## What you have to do
Your answer should be one number, the count of lines in the records that carry the string "inside".

## Provided data
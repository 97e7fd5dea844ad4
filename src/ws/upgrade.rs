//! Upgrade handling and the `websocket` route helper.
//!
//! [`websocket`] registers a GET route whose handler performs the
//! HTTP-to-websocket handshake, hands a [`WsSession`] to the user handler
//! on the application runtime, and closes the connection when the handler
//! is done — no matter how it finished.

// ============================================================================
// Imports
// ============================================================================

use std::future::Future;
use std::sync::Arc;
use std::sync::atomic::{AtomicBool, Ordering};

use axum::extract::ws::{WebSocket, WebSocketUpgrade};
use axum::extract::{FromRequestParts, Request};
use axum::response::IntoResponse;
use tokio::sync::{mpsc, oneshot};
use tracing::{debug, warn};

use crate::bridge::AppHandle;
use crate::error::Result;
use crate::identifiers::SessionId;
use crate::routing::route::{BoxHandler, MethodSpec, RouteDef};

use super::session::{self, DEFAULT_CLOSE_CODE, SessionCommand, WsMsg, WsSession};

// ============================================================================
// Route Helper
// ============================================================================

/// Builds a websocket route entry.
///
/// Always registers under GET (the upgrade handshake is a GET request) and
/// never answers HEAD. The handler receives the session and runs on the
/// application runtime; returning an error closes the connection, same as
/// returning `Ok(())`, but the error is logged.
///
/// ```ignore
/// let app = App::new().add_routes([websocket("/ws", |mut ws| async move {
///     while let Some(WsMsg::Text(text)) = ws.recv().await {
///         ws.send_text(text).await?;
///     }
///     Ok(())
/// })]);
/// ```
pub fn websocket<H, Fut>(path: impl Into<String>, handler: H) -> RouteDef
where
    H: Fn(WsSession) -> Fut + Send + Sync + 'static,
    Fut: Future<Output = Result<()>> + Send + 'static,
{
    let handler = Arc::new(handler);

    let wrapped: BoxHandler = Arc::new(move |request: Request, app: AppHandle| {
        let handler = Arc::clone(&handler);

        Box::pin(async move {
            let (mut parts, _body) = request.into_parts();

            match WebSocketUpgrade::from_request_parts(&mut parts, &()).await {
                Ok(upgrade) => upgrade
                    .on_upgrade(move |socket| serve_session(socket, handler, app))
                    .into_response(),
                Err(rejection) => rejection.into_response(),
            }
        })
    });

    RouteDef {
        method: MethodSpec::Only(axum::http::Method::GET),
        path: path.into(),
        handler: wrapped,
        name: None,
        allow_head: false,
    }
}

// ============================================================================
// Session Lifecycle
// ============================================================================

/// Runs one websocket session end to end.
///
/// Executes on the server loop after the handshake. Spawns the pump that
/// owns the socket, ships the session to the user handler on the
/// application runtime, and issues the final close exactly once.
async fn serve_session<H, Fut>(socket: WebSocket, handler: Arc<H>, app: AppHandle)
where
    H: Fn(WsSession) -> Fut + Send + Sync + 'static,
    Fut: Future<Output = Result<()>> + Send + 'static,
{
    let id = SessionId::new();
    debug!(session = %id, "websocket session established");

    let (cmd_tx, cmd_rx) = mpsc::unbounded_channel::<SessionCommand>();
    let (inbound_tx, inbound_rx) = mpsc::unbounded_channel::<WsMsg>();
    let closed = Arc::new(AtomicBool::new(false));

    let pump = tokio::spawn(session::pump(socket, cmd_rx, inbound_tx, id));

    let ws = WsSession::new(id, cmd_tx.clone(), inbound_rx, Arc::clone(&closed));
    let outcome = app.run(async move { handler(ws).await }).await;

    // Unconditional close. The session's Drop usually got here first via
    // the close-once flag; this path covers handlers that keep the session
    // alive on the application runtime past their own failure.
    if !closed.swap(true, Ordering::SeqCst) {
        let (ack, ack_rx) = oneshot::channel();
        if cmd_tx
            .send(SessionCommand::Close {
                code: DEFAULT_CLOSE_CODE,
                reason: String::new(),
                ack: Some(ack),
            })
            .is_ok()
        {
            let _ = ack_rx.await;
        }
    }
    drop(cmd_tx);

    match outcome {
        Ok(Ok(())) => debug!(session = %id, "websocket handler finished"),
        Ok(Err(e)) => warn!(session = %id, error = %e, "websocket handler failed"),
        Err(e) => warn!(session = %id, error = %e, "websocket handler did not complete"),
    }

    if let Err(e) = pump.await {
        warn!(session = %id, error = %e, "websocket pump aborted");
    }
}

==

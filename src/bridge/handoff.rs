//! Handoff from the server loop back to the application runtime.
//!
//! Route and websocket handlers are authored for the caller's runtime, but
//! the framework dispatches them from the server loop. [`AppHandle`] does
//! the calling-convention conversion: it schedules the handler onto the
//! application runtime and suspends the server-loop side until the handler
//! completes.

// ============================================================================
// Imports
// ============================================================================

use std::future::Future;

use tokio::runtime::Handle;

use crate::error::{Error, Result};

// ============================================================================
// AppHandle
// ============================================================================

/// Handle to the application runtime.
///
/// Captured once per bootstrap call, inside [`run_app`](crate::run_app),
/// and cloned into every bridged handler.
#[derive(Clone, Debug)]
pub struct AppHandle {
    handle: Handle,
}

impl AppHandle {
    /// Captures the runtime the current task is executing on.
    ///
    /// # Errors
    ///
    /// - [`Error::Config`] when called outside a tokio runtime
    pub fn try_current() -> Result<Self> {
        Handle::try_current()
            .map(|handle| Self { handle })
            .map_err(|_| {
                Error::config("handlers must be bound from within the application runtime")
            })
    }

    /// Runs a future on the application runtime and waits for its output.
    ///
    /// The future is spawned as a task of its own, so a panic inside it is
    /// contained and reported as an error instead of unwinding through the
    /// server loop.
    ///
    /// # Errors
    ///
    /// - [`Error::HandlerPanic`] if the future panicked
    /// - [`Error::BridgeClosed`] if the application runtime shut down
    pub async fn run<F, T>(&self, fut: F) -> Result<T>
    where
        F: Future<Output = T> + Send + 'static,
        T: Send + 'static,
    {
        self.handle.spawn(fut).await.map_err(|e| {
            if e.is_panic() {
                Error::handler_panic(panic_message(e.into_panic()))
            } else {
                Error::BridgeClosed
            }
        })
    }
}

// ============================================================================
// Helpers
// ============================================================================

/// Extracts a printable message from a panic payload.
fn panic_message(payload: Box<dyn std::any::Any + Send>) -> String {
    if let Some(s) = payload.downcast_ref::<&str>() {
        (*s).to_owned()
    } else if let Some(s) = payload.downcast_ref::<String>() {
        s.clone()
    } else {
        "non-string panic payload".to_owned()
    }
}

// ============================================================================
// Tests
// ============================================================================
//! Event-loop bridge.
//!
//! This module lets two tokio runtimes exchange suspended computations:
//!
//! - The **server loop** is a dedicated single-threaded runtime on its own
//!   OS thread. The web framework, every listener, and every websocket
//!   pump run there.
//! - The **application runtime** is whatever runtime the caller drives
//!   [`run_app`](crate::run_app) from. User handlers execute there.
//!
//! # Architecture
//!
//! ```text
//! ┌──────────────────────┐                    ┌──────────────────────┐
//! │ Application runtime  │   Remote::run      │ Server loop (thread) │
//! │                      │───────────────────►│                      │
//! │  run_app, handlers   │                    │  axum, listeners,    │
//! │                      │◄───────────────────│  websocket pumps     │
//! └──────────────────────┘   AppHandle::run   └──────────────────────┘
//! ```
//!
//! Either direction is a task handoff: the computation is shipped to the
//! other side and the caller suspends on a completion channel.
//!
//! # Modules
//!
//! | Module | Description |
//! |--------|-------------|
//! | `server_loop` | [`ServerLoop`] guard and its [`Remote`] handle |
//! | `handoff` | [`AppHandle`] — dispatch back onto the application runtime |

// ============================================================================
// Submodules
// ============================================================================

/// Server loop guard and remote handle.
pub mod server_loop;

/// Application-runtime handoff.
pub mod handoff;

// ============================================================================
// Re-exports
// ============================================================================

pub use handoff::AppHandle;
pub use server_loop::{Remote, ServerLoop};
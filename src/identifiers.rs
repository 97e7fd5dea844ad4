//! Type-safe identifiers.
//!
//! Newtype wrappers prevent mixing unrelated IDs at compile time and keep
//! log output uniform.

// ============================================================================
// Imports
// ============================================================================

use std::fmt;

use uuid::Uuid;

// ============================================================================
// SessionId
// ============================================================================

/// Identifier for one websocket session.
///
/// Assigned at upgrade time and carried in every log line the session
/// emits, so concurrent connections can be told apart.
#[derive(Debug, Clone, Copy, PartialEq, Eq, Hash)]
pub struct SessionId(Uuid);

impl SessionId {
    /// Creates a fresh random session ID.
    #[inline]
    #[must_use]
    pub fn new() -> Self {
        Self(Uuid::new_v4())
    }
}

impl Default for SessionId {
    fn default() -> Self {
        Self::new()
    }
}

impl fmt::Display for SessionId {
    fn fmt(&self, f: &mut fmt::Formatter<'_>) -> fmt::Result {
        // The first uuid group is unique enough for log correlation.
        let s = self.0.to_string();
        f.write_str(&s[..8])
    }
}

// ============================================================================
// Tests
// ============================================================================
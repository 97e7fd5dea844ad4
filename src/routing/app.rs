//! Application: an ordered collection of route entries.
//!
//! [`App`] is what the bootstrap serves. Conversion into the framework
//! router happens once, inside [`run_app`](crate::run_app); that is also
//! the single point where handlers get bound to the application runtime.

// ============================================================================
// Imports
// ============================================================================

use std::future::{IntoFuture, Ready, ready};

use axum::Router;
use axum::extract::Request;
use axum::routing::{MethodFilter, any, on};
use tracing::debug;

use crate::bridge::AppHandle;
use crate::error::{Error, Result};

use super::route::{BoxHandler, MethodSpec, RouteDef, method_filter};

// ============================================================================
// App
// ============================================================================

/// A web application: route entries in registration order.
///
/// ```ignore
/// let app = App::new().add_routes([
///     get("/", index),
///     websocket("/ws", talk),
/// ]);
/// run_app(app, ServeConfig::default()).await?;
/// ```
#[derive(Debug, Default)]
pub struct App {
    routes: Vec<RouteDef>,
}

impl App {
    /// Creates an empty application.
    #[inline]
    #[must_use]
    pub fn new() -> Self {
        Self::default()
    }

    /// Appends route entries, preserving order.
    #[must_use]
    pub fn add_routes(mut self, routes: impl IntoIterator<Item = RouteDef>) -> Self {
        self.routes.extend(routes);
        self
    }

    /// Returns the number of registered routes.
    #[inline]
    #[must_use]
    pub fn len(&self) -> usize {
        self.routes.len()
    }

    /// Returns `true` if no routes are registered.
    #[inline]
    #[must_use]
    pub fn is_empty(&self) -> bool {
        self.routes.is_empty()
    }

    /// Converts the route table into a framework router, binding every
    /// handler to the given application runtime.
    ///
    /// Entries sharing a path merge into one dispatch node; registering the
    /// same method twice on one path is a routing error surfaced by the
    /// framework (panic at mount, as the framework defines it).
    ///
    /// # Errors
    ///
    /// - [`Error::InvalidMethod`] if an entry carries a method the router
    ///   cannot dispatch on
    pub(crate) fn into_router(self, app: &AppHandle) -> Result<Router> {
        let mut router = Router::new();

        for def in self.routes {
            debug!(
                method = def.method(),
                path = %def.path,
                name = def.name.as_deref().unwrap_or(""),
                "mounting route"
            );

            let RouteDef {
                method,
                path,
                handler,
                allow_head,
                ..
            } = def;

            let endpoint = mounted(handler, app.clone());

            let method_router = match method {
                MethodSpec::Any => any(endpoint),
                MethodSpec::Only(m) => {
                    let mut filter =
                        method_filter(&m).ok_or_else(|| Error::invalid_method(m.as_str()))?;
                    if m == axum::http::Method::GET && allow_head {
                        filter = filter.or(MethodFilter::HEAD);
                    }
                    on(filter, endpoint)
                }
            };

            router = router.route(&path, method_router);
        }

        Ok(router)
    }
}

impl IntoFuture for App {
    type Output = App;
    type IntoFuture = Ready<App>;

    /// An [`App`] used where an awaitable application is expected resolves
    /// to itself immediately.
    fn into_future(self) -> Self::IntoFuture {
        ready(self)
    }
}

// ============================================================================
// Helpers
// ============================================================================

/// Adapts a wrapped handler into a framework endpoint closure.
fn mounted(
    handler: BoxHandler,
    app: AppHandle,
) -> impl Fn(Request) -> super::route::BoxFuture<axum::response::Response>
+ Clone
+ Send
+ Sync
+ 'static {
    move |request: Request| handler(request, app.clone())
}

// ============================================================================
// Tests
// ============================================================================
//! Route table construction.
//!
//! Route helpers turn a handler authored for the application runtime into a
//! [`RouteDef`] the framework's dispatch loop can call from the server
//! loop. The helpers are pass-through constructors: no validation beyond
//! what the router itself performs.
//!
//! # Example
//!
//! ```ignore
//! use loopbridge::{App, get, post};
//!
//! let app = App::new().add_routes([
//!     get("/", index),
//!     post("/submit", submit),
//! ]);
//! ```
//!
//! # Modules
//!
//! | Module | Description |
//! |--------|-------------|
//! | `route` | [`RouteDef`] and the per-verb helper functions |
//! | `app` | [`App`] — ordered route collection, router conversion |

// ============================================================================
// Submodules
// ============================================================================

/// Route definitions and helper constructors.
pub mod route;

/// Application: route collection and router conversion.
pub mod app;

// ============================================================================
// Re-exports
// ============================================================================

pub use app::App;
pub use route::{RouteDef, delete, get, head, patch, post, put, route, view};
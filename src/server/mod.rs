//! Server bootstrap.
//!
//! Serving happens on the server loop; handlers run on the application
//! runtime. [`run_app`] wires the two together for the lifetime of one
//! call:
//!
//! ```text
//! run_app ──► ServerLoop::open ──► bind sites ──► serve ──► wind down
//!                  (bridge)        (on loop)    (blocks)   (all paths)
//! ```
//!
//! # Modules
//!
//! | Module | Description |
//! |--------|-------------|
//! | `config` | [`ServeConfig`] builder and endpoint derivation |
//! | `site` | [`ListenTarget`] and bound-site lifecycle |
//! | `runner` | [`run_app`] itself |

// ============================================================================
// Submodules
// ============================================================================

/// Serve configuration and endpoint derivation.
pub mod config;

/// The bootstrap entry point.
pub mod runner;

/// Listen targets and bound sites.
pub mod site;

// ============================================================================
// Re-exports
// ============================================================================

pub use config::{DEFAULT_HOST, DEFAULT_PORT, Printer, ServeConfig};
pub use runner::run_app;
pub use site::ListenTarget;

* * *

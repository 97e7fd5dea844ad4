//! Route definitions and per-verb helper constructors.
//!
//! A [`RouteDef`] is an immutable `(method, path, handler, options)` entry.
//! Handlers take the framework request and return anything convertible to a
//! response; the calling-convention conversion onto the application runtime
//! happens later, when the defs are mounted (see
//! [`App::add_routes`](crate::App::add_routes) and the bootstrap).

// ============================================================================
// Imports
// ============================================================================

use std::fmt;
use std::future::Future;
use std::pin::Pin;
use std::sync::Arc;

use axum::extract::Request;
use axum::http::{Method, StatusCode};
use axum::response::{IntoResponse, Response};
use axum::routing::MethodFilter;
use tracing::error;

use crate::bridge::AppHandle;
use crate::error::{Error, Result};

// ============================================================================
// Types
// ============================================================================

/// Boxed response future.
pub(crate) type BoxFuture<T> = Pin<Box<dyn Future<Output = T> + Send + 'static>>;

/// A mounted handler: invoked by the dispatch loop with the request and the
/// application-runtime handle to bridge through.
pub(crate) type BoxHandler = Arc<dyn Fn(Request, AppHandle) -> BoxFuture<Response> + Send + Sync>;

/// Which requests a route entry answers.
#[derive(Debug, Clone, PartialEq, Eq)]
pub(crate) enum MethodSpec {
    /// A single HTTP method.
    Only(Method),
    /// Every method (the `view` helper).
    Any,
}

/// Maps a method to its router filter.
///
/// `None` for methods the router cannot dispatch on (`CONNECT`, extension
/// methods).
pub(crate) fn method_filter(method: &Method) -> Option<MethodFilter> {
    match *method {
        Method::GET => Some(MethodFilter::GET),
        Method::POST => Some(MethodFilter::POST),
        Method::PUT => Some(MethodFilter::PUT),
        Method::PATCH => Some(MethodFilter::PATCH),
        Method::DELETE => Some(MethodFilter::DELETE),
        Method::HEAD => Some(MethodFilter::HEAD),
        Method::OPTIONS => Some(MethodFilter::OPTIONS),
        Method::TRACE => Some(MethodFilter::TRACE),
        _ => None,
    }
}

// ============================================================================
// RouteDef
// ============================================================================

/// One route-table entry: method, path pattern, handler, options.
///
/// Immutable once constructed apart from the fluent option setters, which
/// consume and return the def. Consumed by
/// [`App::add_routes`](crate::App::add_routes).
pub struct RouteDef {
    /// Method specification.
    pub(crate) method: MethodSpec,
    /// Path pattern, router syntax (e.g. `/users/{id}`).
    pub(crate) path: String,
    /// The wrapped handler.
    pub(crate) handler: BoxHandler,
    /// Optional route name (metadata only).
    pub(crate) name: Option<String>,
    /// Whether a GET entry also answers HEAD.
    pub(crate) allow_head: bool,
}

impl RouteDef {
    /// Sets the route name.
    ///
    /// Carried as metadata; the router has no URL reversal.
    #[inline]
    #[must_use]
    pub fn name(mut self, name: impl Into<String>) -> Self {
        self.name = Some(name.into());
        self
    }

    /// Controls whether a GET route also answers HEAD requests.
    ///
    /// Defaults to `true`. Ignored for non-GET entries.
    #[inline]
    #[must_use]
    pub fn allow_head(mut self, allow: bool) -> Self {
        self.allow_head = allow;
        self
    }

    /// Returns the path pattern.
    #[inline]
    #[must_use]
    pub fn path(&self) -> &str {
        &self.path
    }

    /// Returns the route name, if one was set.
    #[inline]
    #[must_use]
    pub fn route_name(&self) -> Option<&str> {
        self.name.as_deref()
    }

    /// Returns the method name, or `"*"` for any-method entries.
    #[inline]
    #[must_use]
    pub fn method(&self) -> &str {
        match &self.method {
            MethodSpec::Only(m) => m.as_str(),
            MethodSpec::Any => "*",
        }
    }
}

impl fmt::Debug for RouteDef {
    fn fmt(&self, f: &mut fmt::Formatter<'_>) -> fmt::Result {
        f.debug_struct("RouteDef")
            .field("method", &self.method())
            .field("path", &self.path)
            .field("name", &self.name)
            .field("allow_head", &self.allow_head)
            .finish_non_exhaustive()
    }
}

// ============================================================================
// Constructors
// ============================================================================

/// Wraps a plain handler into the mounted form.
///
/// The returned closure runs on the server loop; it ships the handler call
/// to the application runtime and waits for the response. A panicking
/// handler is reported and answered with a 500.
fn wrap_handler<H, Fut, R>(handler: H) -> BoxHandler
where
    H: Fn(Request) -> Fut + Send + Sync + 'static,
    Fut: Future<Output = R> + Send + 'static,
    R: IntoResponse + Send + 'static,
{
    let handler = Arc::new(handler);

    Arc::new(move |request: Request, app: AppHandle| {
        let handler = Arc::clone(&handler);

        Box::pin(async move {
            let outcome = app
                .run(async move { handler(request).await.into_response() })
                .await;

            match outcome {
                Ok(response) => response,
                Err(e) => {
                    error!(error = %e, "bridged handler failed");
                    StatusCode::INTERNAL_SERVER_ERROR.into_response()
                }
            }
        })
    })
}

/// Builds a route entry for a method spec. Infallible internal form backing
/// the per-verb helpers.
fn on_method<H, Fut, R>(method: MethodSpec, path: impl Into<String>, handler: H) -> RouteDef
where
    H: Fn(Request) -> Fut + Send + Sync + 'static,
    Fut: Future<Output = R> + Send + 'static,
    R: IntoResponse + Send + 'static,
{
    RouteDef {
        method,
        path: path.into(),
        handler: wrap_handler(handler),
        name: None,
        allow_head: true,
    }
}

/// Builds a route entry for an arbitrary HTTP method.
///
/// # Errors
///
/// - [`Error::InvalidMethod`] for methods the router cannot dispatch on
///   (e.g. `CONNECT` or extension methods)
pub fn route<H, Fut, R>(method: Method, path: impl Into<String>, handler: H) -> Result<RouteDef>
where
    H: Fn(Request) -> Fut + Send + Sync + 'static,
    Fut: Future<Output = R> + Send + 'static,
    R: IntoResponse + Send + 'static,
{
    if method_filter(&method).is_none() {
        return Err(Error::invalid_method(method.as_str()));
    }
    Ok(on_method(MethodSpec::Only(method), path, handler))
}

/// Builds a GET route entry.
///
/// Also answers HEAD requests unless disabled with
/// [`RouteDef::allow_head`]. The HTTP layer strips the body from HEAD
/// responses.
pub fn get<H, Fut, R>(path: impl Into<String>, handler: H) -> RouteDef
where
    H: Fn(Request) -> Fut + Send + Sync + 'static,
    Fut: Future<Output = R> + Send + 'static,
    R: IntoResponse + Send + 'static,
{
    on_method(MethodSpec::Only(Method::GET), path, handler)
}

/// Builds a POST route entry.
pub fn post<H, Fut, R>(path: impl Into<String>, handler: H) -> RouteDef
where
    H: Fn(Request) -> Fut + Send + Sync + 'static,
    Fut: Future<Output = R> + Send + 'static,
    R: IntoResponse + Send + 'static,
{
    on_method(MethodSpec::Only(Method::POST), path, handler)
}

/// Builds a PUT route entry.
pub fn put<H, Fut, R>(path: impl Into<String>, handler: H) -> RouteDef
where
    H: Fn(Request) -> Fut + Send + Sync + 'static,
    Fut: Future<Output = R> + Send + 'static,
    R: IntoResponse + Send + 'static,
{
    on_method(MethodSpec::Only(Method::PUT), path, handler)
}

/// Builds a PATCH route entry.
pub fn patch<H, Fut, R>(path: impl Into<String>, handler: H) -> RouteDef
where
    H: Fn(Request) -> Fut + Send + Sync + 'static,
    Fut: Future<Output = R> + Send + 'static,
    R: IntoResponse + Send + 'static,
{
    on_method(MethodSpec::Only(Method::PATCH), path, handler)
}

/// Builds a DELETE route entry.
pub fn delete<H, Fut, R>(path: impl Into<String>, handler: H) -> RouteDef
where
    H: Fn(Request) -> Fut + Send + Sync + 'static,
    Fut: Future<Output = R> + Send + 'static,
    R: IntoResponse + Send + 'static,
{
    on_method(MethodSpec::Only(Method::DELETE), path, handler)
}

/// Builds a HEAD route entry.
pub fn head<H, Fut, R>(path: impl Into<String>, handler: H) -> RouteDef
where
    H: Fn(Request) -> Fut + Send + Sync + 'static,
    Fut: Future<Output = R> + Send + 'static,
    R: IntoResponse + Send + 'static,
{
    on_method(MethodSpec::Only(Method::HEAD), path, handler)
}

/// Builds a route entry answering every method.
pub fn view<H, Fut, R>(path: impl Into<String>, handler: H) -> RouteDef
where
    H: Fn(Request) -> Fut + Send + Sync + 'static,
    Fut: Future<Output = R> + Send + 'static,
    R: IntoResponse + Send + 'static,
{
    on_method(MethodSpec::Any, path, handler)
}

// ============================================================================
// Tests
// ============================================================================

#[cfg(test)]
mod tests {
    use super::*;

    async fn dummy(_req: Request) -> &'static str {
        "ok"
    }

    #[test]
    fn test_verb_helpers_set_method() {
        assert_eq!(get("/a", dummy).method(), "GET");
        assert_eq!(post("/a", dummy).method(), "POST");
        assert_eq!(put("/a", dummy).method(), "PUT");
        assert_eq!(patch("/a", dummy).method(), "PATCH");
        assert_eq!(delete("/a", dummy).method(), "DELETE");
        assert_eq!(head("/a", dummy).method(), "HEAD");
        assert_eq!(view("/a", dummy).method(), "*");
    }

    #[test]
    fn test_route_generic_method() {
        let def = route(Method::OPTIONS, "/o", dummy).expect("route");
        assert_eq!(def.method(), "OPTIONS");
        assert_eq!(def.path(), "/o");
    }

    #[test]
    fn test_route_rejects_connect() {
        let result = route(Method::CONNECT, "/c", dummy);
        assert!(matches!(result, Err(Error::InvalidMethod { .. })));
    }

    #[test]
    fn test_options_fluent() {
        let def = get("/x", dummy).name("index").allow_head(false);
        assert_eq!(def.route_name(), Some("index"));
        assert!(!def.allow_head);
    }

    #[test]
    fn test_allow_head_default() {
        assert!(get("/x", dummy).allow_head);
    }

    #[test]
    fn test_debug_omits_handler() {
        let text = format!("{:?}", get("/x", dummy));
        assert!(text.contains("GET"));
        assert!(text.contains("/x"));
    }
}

## Result for this exercise
3